Chef Dominique Crenn Gets Down on the Farm
Yesterday, the folks at the new InterContinental San Francisco stopped in New York to talk about the property, the plans, and, of course, the food. The 32-story InterContinental--expected to be the last major hotel to debut in the hilly city for the next seven years or so--was built with the future in mind: It is registered with the U.S. Green Building Council to pursue LEED (Leadership in Energy and Environmental Design) certification.
French-born Crenn first worked with the InterContinental family in
1997 in Jakarta, where she took the helm at the hotel's restaurant, as
well as the title of first female executive chef in Indonesia. From
what I saw yesterday, Crenn has made herself at home again in San
Francisco--she was there in the 90s, working at the celebrated
Stars and Campton Place, among others--and feels particularly happy
about the relationships she is able to have with local farmers there. Luce,
her restaurant at the InterContinental San Francisco, features a supper
menu with new American instruments, Italian baselines, and notes from
all the other places Crenn has traveled over the years: Hawaiian
butterfish gets baby carrots, mango purée, pickled Savoy cabbage, and a
smoked pancetta gastrique; lamb and lamb cheeks from Sonoma Farm Lamb are served with a date tagine, slow-cooked Gigante beans, basil "soil" and garlic purée.

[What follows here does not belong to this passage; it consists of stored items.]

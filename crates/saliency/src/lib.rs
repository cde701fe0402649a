//! # saliency
//!
//! Visual explanations for convolutional classifiers in Rust.
//!
//! Given a classifier, a preprocessed image and the name of a convolutional
//! layer, saliency-rs computes a Grad-CAM++ heatmap showing which regions of
//! the image drove the prediction. The classifier is never modified.
//!
//! - **Core**: errors, image shapes, the [`DifferentiableClassifier`](core::DifferentiableClassifier) trait
//! - **Models**: a VGG-style reference classifier and checkpoint I/O
//! - **Explain**: the heatmap engine, Grad-CAM++/Grad-CAM, upsampling
//!
//! ## Quick Start
//!
//! ```rust,ignore
//! use saliency::prelude::*;
//!
//! type Backend = Autodiff<NdArray>;
//!
//! let device = Default::default();
//! let config = VggNetConfig::default();
//! let model = config.init::<Backend>(&device).load_checkpoint("vgg19.mpk", &device)?;
//!
//! let heatmap = compute_heatmap(&model, input, "block5_conv3")?;
//! let overlay = heatmap.resize(224, 224)?;
//! ```
//!
//! ## Feature Flags
//!
//! - `backend-ndarray` (default): CPU backend using ndarray

#![deny(unsafe_code)]
#![warn(missing_docs)]
#![warn(clippy::all)]

pub use saliency_core as core;
pub use saliency_explain as explain;
pub use saliency_models as models;

/// Prelude module for convenient imports.
///
/// ```rust,ignore
/// use saliency::prelude::*;
/// ```
pub mod prelude {
    pub use saliency_core::{
        DifferentiableClassifier, ImageShape, ImageTensor, Result, SaliencyError, TappedForward,
    };

    pub use saliency_models::{ModelCheckpoint, TapPoint, VggNet, VggNetConfig};

    pub use saliency_explain::{
        compute_heatmap, resize_bilinear, CamMethod, EngineConfig, Heatmap, HeatmapEngine,
        HeatmapReport, TargetClass,
    };

    pub use saliency_core::backend::Autodiff;
    #[cfg(feature = "backend-ndarray")]
    pub use saliency_core::backend::NdArray;
}
//! Classifier checkpointing.
//!
//! Weights are stored with Burn's named MessagePack recorder at full
//! precision. A classifier is loaded once at process start and then shared
//! read-only by every explanation.
//!
//! # Example
//!
//! ```rust,ignore
//! use saliency_models::{ModelCheckpoint, VggNetConfig};
//!
//! let config = VggNetConfig::default();
//! let model = config.init::<NdArray>(&device);
//! model.save_checkpoint("vgg19.mpk")?;
//!
//! let restored = config.init::<NdArray>(&device).load_checkpoint("vgg19.mpk", &device)?;
//! ```

use std::path::Path;

use burn::module::Module;
use burn::prelude::*;
use burn::record::{FullPrecisionSettings, NamedMpkFileRecorder, Recorder};

/// Result type for checkpoint operations.
pub type Result<T> = std::result::Result<T, CheckpointError>;

/// Checkpoint-related errors.
#[derive(Debug, thiserror::Error)]
pub enum CheckpointError {
    /// Error saving checkpoint.
    #[error("Failed to save checkpoint {path}: {reason}")]
    Save {
        /// Destination path.
        path: String,
        /// Recorder message.
        reason: String,
    },

    /// Error loading checkpoint.
    #[error("Failed to load checkpoint {path}: {reason}")]
    Load {
        /// Source path.
        path: String,
        /// Recorder message.
        reason: String,
    },
}

/// Save a model's weights.
///
/// The recorder appends the `.mpk` extension to `path` when it is missing.
pub fn save_model<B, M>(model: &M, path: impl AsRef<Path>) -> Result<()>
where
    B: Backend,
    M: Module<B>,
{
    let path = path.as_ref();
    let record = model.clone().into_record();
    NamedMpkFileRecorder::<FullPrecisionSettings>::new()
        .record(record, path.to_path_buf())
        .map_err(|e| CheckpointError::Save {
            path: path.display().to_string(),
            reason: e.to_string(),
        })?;
    tracing::info!(path = %path.display(), "saved classifier checkpoint");
    Ok(())
}

/// Load a model record saved with [`save_model`].
pub fn load_record<B, M>(path: impl AsRef<Path>, device: &B::Device) -> Result<M::Record>
where
    B: Backend,
    M: Module<B>,
{
    let path = path.as_ref();
    let record = NamedMpkFileRecorder::<FullPrecisionSettings>::new()
        .load(path.to_path_buf(), device)
        .map_err(|e| CheckpointError::Load {
            path: path.display().to_string(),
            reason: e.to_string(),
        })?;
    tracing::info!(path = %path.display(), "loaded classifier checkpoint");
    Ok(record)
}

/// Extension trait adding checkpoint methods to every module.
pub trait ModelCheckpoint<B: Backend>: Module<B> {
    /// Save the module's weights.
    fn save_checkpoint(&self, path: impl AsRef<Path>) -> Result<()> {
        save_model::<B, Self>(self, path)
    }

    /// Return a copy of this module carrying the weights stored at `path`.
    fn load_checkpoint(&self, path: impl AsRef<Path>, device: &B::Device) -> Result<Self>
    where
        Self: Sized,
    {
        let record = load_record::<B, Self>(path, device)?;
        Ok(self.clone().load_record(record))
    }
}

impl<B: Backend, M: Module<B>> ModelCheckpoint<B> for M {}
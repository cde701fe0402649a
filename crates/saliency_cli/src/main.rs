//! saliency-rs CLI for inspecting classifiers and computing heatmaps.

use anyhow::{bail, Context, Result};
use clap::{Parser, Subcommand, ValueEnum};
use serde::{Deserialize, Serialize};
use std::path::{Path, PathBuf};
use tracing_subscriber::{layer::SubscriberExt, util::SubscriberInitExt};

use burn::prelude::*;
use burn_autodiff::Autodiff;
use burn_ndarray::NdArray;
use saliency_core::{ImageShape, ImageTensor};
use saliency_explain::{CamMethod, EngineConfig, HeatmapEngine, TargetClass};
use saliency_models::{ModelCheckpoint, VggNet, VggNetConfig};

/// Backend type for explanations.
type ExplainBackend = Autodiff<NdArray>;

#[derive(Parser)]
#[command(name = "saliency")]
#[command(author, version)]
#[command(about = "Grad-CAM++ heatmaps for convolutional classifiers")]
#[command(long_about = "saliency-rs: visual explanations for convolutional classifiers.

EXAMPLES:
  # List the layers a heatmap can be computed at
  saliency layers --model vgg.json

  # Write a freshly initialized checkpoint
  saliency init --model vgg.json --output vgg.mpk

  # Explain the predicted class at the last convolution
  saliency explain --model vgg.json --checkpoint vgg.mpk \\
      --input image.json --layer block5_conv3 --resize 224x224 --output heatmap.json

INPUT FORMAT:
  { \"shape\": [1, H, W, C], \"data\": [...] }   row-major NHWC, already preprocessed")]
struct Cli {
    /// Increase verbosity (-v, -vv, -vvv)
    #[arg(short, long, action = clap::ArgAction::Count)]
    verbose: u8,

    #[command(subcommand)]
    command: Commands,
}

#[derive(Subcommand)]
enum Commands {
    /// List tap points of a classifier and their output shapes
    Layers {
        /// Classifier config (JSON)
        #[arg(long, value_name = "FILE")]
        model: PathBuf,
    },
    /// Compute a heatmap for one image
    Explain {
        /// Classifier config (JSON)
        #[arg(long, value_name = "FILE")]
        model: PathBuf,

        /// Classifier weights; random weights when omitted
        #[arg(long, value_name = "FILE")]
        checkpoint: Option<PathBuf>,

        /// Preprocessed image tensor (JSON)
        #[arg(long, value_name = "FILE")]
        input: PathBuf,

        /// Layer to explain, e.g. block5_conv3
        #[arg(long, value_name = "NAME")]
        layer: String,

        /// Channel weighting method
        #[arg(long, value_enum, default_value_t = MethodArg::GradcamPlusPlus)]
        method: MethodArg,

        /// Class to explain; the predicted class when omitted
        #[arg(long, value_name = "K")]
        class: Option<usize>,

        /// Upsample the heatmap, e.g. 224x224
        #[arg(long, value_name = "HxW", value_parser = parse_resize)]
        resize: Option<(usize, usize)>,

        /// Output path; stdout when omitted
        #[arg(long, value_name = "FILE")]
        output: Option<PathBuf>,

        /// Seed for weight initialization without a checkpoint
        #[arg(long, default_value = "42", value_name = "SEED")]
        seed: u64,
    },
    /// Write a freshly initialized checkpoint
    Init {
        /// Classifier config (JSON)
        #[arg(long, value_name = "FILE")]
        model: PathBuf,

        /// Checkpoint path
        #[arg(long, value_name = "FILE")]
        output: PathBuf,

        /// Random seed for reproducibility
        #[arg(long, default_value = "42", value_name = "SEED")]
        seed: u64,
    },
}

#[derive(Debug, Clone, Copy, PartialEq, Eq, ValueEnum)]
enum MethodArg {
    /// Grad-CAM
    #[value(name = "gradcam")]
    Gradcam,
    /// Grad-CAM++
    #[value(name = "gradcam++")]
    GradcamPlusPlus,
}

impl From<MethodArg> for CamMethod {
    fn from(arg: MethodArg) -> Self {
        match arg {
            MethodArg::Gradcam => CamMethod::GradCam,
            MethodArg::GradcamPlusPlus => CamMethod::GradCamPlusPlus,
        }
    }
}

/// Image tensor as stored on disk.
#[derive(Debug, Serialize, Deserialize)]
struct TensorFile {
    shape: Vec<usize>,
    data: Vec<f32>,
}

fn main() -> Result<()> {
    let cli = Cli::parse();

    // Setup logging
    let log_level = match cli.verbose {
        0 => tracing::Level::WARN,
        1 => tracing::Level::INFO,
        2 => tracing::Level::DEBUG,
        _ => tracing::Level::TRACE,
    };

    tracing_subscriber::registry()
        .with(tracing_subscriber::fmt::layer().with_writer(std::io::stderr))
        .with(tracing_subscriber::filter::LevelFilter::from_level(log_level))
        .init();

    match cli.command {
        Commands::Layers { model } => handle_layers(&model),
        Commands::Explain {
            model,
            checkpoint,
            input,
            layer,
            method,
            class,
            resize,
            output,
            seed,
        } => handle_explain(ExplainArgs {
            model,
            checkpoint,
            input,
            layer,
            method: method.into(),
            class,
            resize,
            output,
            seed,
        }),
        Commands::Init {
            model,
            output,
            seed,
        } => handle_init(&model, &output, seed),
    }
}

struct ExplainArgs {
    model: PathBuf,
    checkpoint: Option<PathBuf>,
    input: PathBuf,
    layer: String,
    method: CamMethod,
    class: Option<usize>,
    resize: Option<(usize, usize)>,
    output: Option<PathBuf>,
    seed: u64,
}

fn handle_layers(model: &Path) -> Result<()> {
    let config = load_config(model)?;

    println!("Classifier: {}", model.display());
    println!("  Input:   {}", config.input_shape());
    println!("  Classes: {}", config.n_classes);
    println!();
    println!("{:<16} {:>6} {:>6} {:>9}", "layer", "height", "width", "channels");
    println!("─────────────────────────────────────────");
    for tap in config.tap_points() {
        println!(
            "{:<16} {:>6} {:>6} {:>9}",
            tap.name,
            tap.shape.height(),
            tap.shape.width(),
            tap.shape.channels()
        );
    }
    Ok(())
}

fn handle_explain(args: ExplainArgs) -> Result<()> {
    let config = load_config(&args.model)?;
    let device = Default::default();

    let model = match &args.checkpoint {
        Some(path) => init_model(&config, &device, args.seed)?
            .load_checkpoint(path, &device)
            .context(format!("Failed to load checkpoint '{}'", path.display()))?,
        None => {
            tracing::warn!("no checkpoint given; explaining a randomly initialized classifier");
            init_model(&config, &device, args.seed)?
        }
    };

    let input = load_input(&args.input, &device)?;

    let target = args.class.map_or(TargetClass::Predicted, TargetClass::Index);
    let engine = HeatmapEngine::new(
        EngineConfig::default()
            .with_method(args.method)
            .with_target(target),
    );

    let mut heatmap = engine
        .compute(&model, input.into_inner(), &args.layer)
        .context(format!("Failed to explain layer '{}'", args.layer))?;
    if let Some((height, width)) = args.resize {
        heatmap = heatmap.resize(height, width)?;
    }

    let json = heatmap.to_report().to_json()?;
    match &args.output {
        Some(path) => {
            std::fs::write(path, json)
                .context(format!("Failed to write heatmap to '{}'", path.display()))?;
            let (height, width) = heatmap.dim();
            println!("=== {} heatmap ===", heatmap.method().name());
            println!("  Layer: {}", heatmap.layer());
            println!("  Class: {} (score {:.4})", heatmap.class_index(), heatmap.score());
            println!("  Size:  {}x{}", height, width);
            println!("  Saved: {}", path.display());
        }
        None => println!("{json}"),
    }
    Ok(())
}

fn handle_init(model: &Path, output: &Path, seed: u64) -> Result<()> {
    let config = load_config(model)?;
    let device = Default::default();

    let net = init_model(&config, &device, seed)?;
    net.save_checkpoint(output)
        .context(format!("Failed to save checkpoint '{}'", output.display()))?;

    println!("Initialized classifier from {}", model.display());
    println!("  Input:   {}", config.input_shape());
    println!("  Classes: {}", config.n_classes);
    println!("  Seed:    {}", seed);
    println!("  Saved:   {}", output.display());
    Ok(())
}

fn init_model(
    config: &VggNetConfig,
    device: &<ExplainBackend as Backend>::Device,
    seed: u64,
) -> Result<VggNet<ExplainBackend>> {
    ExplainBackend::seed(seed);
    Ok(config.try_init::<ExplainBackend>(device)?)
}

/// Read a classifier config from a JSON file.
fn load_config(path: &Path) -> Result<VggNetConfig> {
    let text = std::fs::read_to_string(path)
        .context(format!("Failed to read model config '{}'", path.display()))?;
    let config: VggNetConfig = serde_json::from_str(&text)
        .context(format!("Invalid model config '{}'", path.display()))?;
    config.validate()?;
    Ok(config)
}

/// Read a preprocessed image tensor from a JSON file.
fn load_input(
    path: &Path,
    device: &<ExplainBackend as Backend>::Device,
) -> Result<ImageTensor<ExplainBackend>> {
    let text = std::fs::read_to_string(path)
        .context(format!("Failed to read input '{}'", path.display()))?;
    let file: TensorFile = serde_json::from_str(&text)
        .context(format!("Invalid input tensor '{}'", path.display()))?;
    let shape = ImageShape::from_batch_dims(&file.shape)?;
    Ok(ImageTensor::from_vec(file.data, shape, device)?)
}

/// Parse a target size in the format "HxW" (e.g., "224x224").
fn parse_resize(value: &str) -> Result<(usize, usize)> {
    let Some((height, width)) = value.split_once(['x', 'X']) else {
        bail!("expected HxW, got '{value}'");
    };
    let height: usize = height.trim().parse().context("invalid height")?;
    let width: usize = width.trim().parse().context("invalid width")?;
    if height == 0 || width == 0 {
        bail!("resize dimensions must be positive, got '{value}'");
    }
    Ok((height, width))
}
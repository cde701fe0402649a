//! Class activation maps from activations and gradients.

use burn::prelude::*;
use ndarray::Array2;
use serde::{Deserialize, Serialize};

use saliency_core::{Result, SaliencyError};

/// Added to the map's maximum before normalization.
pub const NORMALIZATION_EPSILON: f32 = 1e-10;

/// Method for weighting feature-map channels.
#[derive(Debug, Clone, Copy, PartialEq, Eq, Default, Serialize, Deserialize)]
pub enum CamMethod {
    /// Gradient-weighted Class Activation Mapping: spatial mean of the gradient.
    GradCam,
    /// Grad-CAM++: gradient weighted by second/third-derivative alphas.
    #[default]
    GradCamPlusPlus,
}

impl CamMethod {
    /// Short display name.
    #[must_use]
    pub const fn name(&self) -> &'static str {
        match self {
            Self::GradCam => "Grad-CAM",
            Self::GradCamPlusPlus => "Grad-CAM++",
        }
    }
}

/// A normalized map together with the channel weights that produced it.
#[derive(Debug, Clone, PartialEq)]
pub struct CamOutput {
    /// Rectified map scaled to [0, 1], shape `(h, w)`.
    pub map: Array2<f32>,
    /// One weight per channel of the feature map.
    pub channel_weights: Vec<f32>,
}

/// Compute a Grad-CAM++ map.
///
/// Reference: Chattopadhyay et al., "Grad-CAM++: Improved Visual Explanations
/// for Deep Convolutional Networks", WACV 2018.
///
/// With `g` the gradient and `A` the activation, the per-location alphas are
/// `g² / (2g² + g³ Σ_hw A)` and are normalized to sum to one per channel. Both
/// divisions substitute 1 for an exactly-zero divisor.
///
/// # Arguments
///
/// * `activations` - Target layer output (1, h, w, channels)
/// * `gradients` - Gradient of the class score w.r.t. `activations`
///
/// # Returns
///
/// Map of shape (h, w) with values in [0, 1].
pub fn grad_cam_plus_plus<B: Backend>(
    activations: Tensor<B, 4>,
    gradients: Tensor<B, 4>,
) -> Result<CamOutput> {
    ensure_compatible(&activations, &gradients)?;

    let first = gradients;
    let second = first.clone() * first.clone();
    let third = second.clone() * first.clone();

    // (1, h, w, C) -> (1, 1, 1, C)
    let global_sum = activations.clone().sum_dim(1).sum_dim(2);

    let numerator = second.clone();
    let denominator = zero_guard(second * 2.0 + third * global_sum);
    let alphas = numerator / denominator;

    let alpha_sums = zero_guard(alphas.clone().sum_dim(1).sum_dim(2));
    let alphas = alphas / alpha_sums;

    let weights = (first * alphas).sum_dim(1).sum_dim(2);

    weighted_map(activations, weights)
}

/// Compute a Grad-CAM map: channel weights are the spatial mean of the gradient.
///
/// # Arguments
///
/// * `activations` - Target layer output (1, h, w, channels)
/// * `gradients` - Gradient of the class score w.r.t. `activations`
///
/// # Returns
///
/// Map of shape (h, w) with values in [0, 1].
pub fn grad_cam<B: Backend>(activations: Tensor<B, 4>, gradients: Tensor<B, 4>) -> Result<CamOutput> {
    ensure_compatible(&activations, &gradients)?;

    // Global average pool the gradients: (1, h, w, C) -> (1, 1, 1, C)
    let weights = gradients.mean_dim(1).mean_dim(2);

    weighted_map(activations, weights)
}

/// Replace exact zeros with 1 so the tensor can be used as a divisor.
fn zero_guard<B: Backend>(divisor: Tensor<B, 4>) -> Tensor<B, 4> {
    let zeros = divisor.clone().equal_elem(0.0);
    divisor.mask_fill(zeros, 1.0)
}

fn ensure_compatible<B: Backend>(activations: &Tensor<B, 4>, gradients: &Tensor<B, 4>) -> Result<()> {
    let dims = activations.dims();
    if dims != gradients.dims() {
        return Err(SaliencyError::ShapeMismatch(format!(
            "activations {:?} != gradients {:?}",
            dims,
            gradients.dims()
        )));
    }
    if dims[0] != 1 {
        return Err(SaliencyError::ShapeMismatch(format!(
            "expected a batch of one, got batch size {}",
            dims[0]
        )));
    }
    if dims[1..].contains(&0) {
        return Err(SaliencyError::ShapeMismatch(format!(
            "feature map {dims:?} has an empty dimension"
        )));
    }
    Ok(())
}

/// Channel-weighted sum of the activations, rectified and scaled to [0, 1].
fn weighted_map<B: Backend>(activations: Tensor<B, 4>, weights: Tensor<B, 4>) -> Result<CamOutput> {
    let [_, height, width, channels] = activations.dims();

    // Sum across channels: (1, h, w, C) * (1, 1, 1, C) -> (1, h, w, 1)
    let cam = (activations * weights.clone())
        .sum_dim(3)
        .reshape([height, width]);

    // ReLU: keep only evidence for the class
    let cam = cam.clamp_min(0.0);

    let max: f32 = cam.clone().max().into_scalar().elem();
    let cam = cam / (max + NORMALIZATION_EPSILON);

    let channel_weights = to_host(weights.reshape([channels]))?;
    if let Some(c) = channel_weights.iter().position(|w| !w.is_finite()) {
        return Err(SaliencyError::NumericInstability(format!(
            "channel {c} weight is {}",
            channel_weights[c]
        )));
    }

    let values = to_host(cam)?;
    if values.iter().any(|v| !v.is_finite()) {
        return Err(SaliencyError::NumericInstability(
            "heatmap contains non-finite values".into(),
        ));
    }

    let map = Array2::from_shape_vec((height, width), values)
        .map_err(|e| SaliencyError::ShapeMismatch(e.to_string()))?;

    Ok(CamOutput {
        map,
        channel_weights,
    })
}

/// Copy a tensor's values to the host.
pub(crate) fn to_host<B: Backend, const D: usize>(tensor: Tensor<B, D>) -> Result<Vec<f32>> {
    tensor
        .into_data()
        .to_vec::<f32>()
        .map_err(|e| SaliencyError::UnderlyingComputationFailure(format!("{e:?}")))
}
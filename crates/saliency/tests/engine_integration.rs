//! Integration tests for the heatmap engine on the reference classifier.
//!
//! These tests run the full forward/backward pipeline on small randomly
//! initialized VGG-style networks with synthetic images.

use std::thread;

use burn::prelude::*;
use burn::tensor::TensorData;
use rand::prelude::*;
use rand_chacha::ChaCha8Rng;

use saliency::prelude::*;

type ExplainBackend = Autodiff<NdArray>;

/// Raw logits keep the maps' maxima far above the normalization epsilon.
fn small_config() -> VggNetConfig {
    VggNetConfig::new(16, 16, 3, 5)
        .with_blocks(vec![6, 8], vec![2, 2])
        .with_softmax_output(false)
}

/// Create a synthetic preprocessed image with values roughly in [-1, 1].
fn synthetic_image(shape: ImageShape, seed: u64) -> Vec<f32> {
    let mut rng = ChaCha8Rng::seed_from_u64(seed);
    (0..shape.numel())
        .map(|i| {
            let row = (i / (shape.width() * shape.channels())) as f32 / shape.height() as f32;
            row - 0.5 + rng.gen::<f32>() * 0.5
        })
        .collect()
}

fn to_tensor(values: Vec<f32>, shape: ImageShape) -> Tensor<ExplainBackend, 4> {
    Tensor::from_data(TensorData::new(values, shape.as_batch_dims()), &Default::default())
}

fn assert_unit_range(heatmap: &Heatmap) {
    assert!(
        heatmap.values().iter().all(|&v| (0.0..=1.0).contains(&v)),
        "values outside [0, 1] at {}",
        heatmap.layer()
    );
    // max / (max + 1e-10) falls short of 1 for tiny raw maxima
    let max = heatmap.max();
    assert!(heatmap.is_zero() || (max > 0.999 && max <= 1.0), "max {max}");
}

#[test]
fn test_softmax_output_range() {
    let device = Default::default();
    let config = small_config().with_softmax_output(true);
    let model = config.init::<ExplainBackend>(&device);
    let shape = config.input_shape();
    let image = synthetic_image(shape, 42);

    for layer in ["block1_conv1", "block2_conv2", "block2_pool"] {
        let heatmap = compute_heatmap(&model, to_tensor(image.clone(), shape), layer).unwrap();
        assert!(heatmap.score() > 0.0 && heatmap.score() <= 1.0);
        assert_unit_range(&heatmap);
    }
}

#[test]
fn test_heatmap_shape_and_range_at_every_layer() {
    let device = Default::default();
    let config = small_config();
    let model = config.try_init::<ExplainBackend>(&device).expect("valid config");
    let shape = config.input_shape();
    let image = synthetic_image(shape, 42);

    for tap in config.tap_points() {
        let heatmap = compute_heatmap(&model, to_tensor(image.clone(), shape), &tap.name)
            .unwrap_or_else(|e| panic!("{}: {e}", tap.name));

        assert_eq!(heatmap.dim(), tap.shape.spatial(), "{}", tap.name);
        assert_eq!(heatmap.channel_weights().len(), tap.shape.channels());
        assert!(heatmap.class_index() < config.n_classes);
        assert_unit_range(&heatmap);
    }
}

#[test]
fn test_grad_cam_method_range() {
    let device = Default::default();
    let config = small_config();
    let model = config.init::<ExplainBackend>(&device);
    let shape = config.input_shape();
    let engine = HeatmapEngine::new(EngineConfig::default().with_method(CamMethod::GradCam));

    let heatmap = engine
        .compute(&model, to_tensor(synthetic_image(shape, 3), shape), "block2_conv2")
        .expect("heatmap");

    assert_eq!(heatmap.method(), CamMethod::GradCam);
    assert_eq!(heatmap.dim(), (8, 8));
    assert_unit_range(&heatmap);
}

#[test]
fn test_heatmap_is_deterministic() {
    let device = Default::default();
    let config = small_config();
    let model = config.init::<ExplainBackend>(&device);
    let shape = config.input_shape();
    let image = synthetic_image(shape, 7);

    let first = compute_heatmap(&model, to_tensor(image.clone(), shape), "block2_conv2").unwrap();
    let second = compute_heatmap(&model, to_tensor(image, shape), "block2_conv2").unwrap();

    assert_eq!(first, second);
}

#[test]
fn test_explains_predicted_class() {
    let device = Default::default();
    let config = small_config();
    let model = config.init::<ExplainBackend>(&device);
    let shape = config.input_shape();
    let image = synthetic_image(shape, 11);

    let probs = model
        .forward(to_tensor(image.clone(), shape))
        .into_data()
        .to_vec::<f32>()
        .unwrap();
    let heatmap = compute_heatmap(&model, to_tensor(image, shape), "block1_pool").unwrap();

    let expected = probs
        .iter()
        .enumerate()
        .fold(0, |best, (i, &p)| if p > probs[best] { i } else { best });
    assert_eq!(heatmap.class_index(), expected);
    assert!((heatmap.score() - probs[expected]).abs() < 1e-6);
}

#[test]
fn test_explicit_target_class() {
    let device = Default::default();
    let config = small_config();
    let model = config.init::<ExplainBackend>(&device);
    let shape = config.input_shape();

    for class in 0..config.n_classes {
        let engine = HeatmapEngine::new(EngineConfig::default().with_target(TargetClass::Index(class)));
        let heatmap = engine
            .compute(&model, to_tensor(synthetic_image(shape, 5), shape), "block2_conv1")
            .unwrap();
        assert_eq!(heatmap.class_index(), class);
        assert_unit_range(&heatmap);
    }
}

#[test]
fn test_invalid_layer() {
    let device = Default::default();
    let config = small_config();
    let model = config.init::<ExplainBackend>(&device);
    let shape = config.input_shape();

    for layer in ["block5_conv3", "fc", ""] {
        let err = compute_heatmap(&model, to_tensor(synthetic_image(shape, 1), shape), layer)
            .unwrap_err();
        assert!(
            matches!(err, SaliencyError::InvalidLayer { .. }),
            "{layer:?} gave {err}"
        );
        assert!(err.is_client_error());
    }
}

#[test]
fn test_shape_mismatch() {
    let device = Default::default();
    let model = small_config().init::<ExplainBackend>(&device);

    let wrong_size = ImageShape::new(8, 8, 3);
    let err = compute_heatmap(
        &model,
        to_tensor(synthetic_image(wrong_size, 1), wrong_size),
        "block1_conv1",
    )
    .unwrap_err();
    assert!(matches!(err, SaliencyError::ShapeMismatch(_)));

    let batch = Tensor::<ExplainBackend, 4>::zeros([2, 16, 16, 3], &device);
    let err = compute_heatmap(&model, batch, "block1_conv1").unwrap_err();
    assert!(matches!(err, SaliencyError::ShapeMismatch(_)));
}

#[test]
fn test_concurrent_invocations_share_classifier() {
    let device = Default::default();
    let config = small_config();
    let model = config.init::<ExplainBackend>(&device);
    let shape = config.input_shape();
    let image = synthetic_image(shape, 99);

    let reference = compute_heatmap(&model, to_tensor(image.clone(), shape), "block2_conv2").unwrap();

    let handles: Vec<_> = (0..4)
        .map(|_| {
            let model = model.clone();
            let image = image.clone();
            thread::spawn(move || {
                compute_heatmap(&model, to_tensor(image, shape), "block2_conv2")
                    .expect("heatmap in worker thread")
            })
        })
        .collect();

    for handle in handles {
        let heatmap = handle.join().expect("worker panicked");
        assert_eq!(heatmap, reference);
    }
}

#[test]
fn test_checkpoint_reload_gives_same_heatmap() {
    let device = Default::default();
    let config = small_config();
    let model = config.init::<ExplainBackend>(&device);
    let shape = config.input_shape();
    let image = synthetic_image(shape, 21);

    let dir = tempfile::tempdir().unwrap();
    let path = dir.path().join("classifier");
    model.save_checkpoint(&path).unwrap();
    let restored = config
        .init::<ExplainBackend>(&device)
        .load_checkpoint(&path, &device)
        .unwrap();

    let expected = compute_heatmap(&model, to_tensor(image.clone(), shape), "block1_conv2").unwrap();
    let actual = compute_heatmap(&restored, to_tensor(image, shape), "block1_conv2").unwrap();
    assert_eq!(expected, actual);
}

#[test]
fn test_resize_to_input_resolution() {
    let device = Default::default();
    let config = small_config();
    let model = config.init::<ExplainBackend>(&device);
    let shape = config.input_shape();

    let heatmap = compute_heatmap(&model, to_tensor(synthetic_image(shape, 8), shape), "block2_pool")
        .unwrap();
    assert_eq!(heatmap.dim(), (4, 4));

    let overlay = heatmap.resize(shape.height(), shape.width()).unwrap();
    assert_eq!(overlay.dim(), (16, 16));
    assert!(overlay.values().iter().all(|&v| (0.0..=1.0).contains(&v)));
    assert_eq!(overlay.class_index(), heatmap.class_index());

    let report = overlay.to_report();
    assert_eq!((report.height, report.width), (16, 16));
}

Crenn landscapes her plates like she might a garden, too; there are
more literal takes on this, like her root vegetables that "grow" out of
"soil" (dehydrated black olives or basil mixed with Panko bread
crumbs), but even the carrot cake is placed in such a way that you want
to walk through it and pick from it. For yesterday's meal, Crenn flew in her
ingredients from the West Coast overnight, including some gorgeous
Niman Ranch beef she topped with crunchy, almost pebble-size sea salt
(well, that was from Brittany). Crenn clearly has farmers in mind from
start to finish. Whether you can tell or not, you'll certainly wonder just what it is that makes her food so darn good.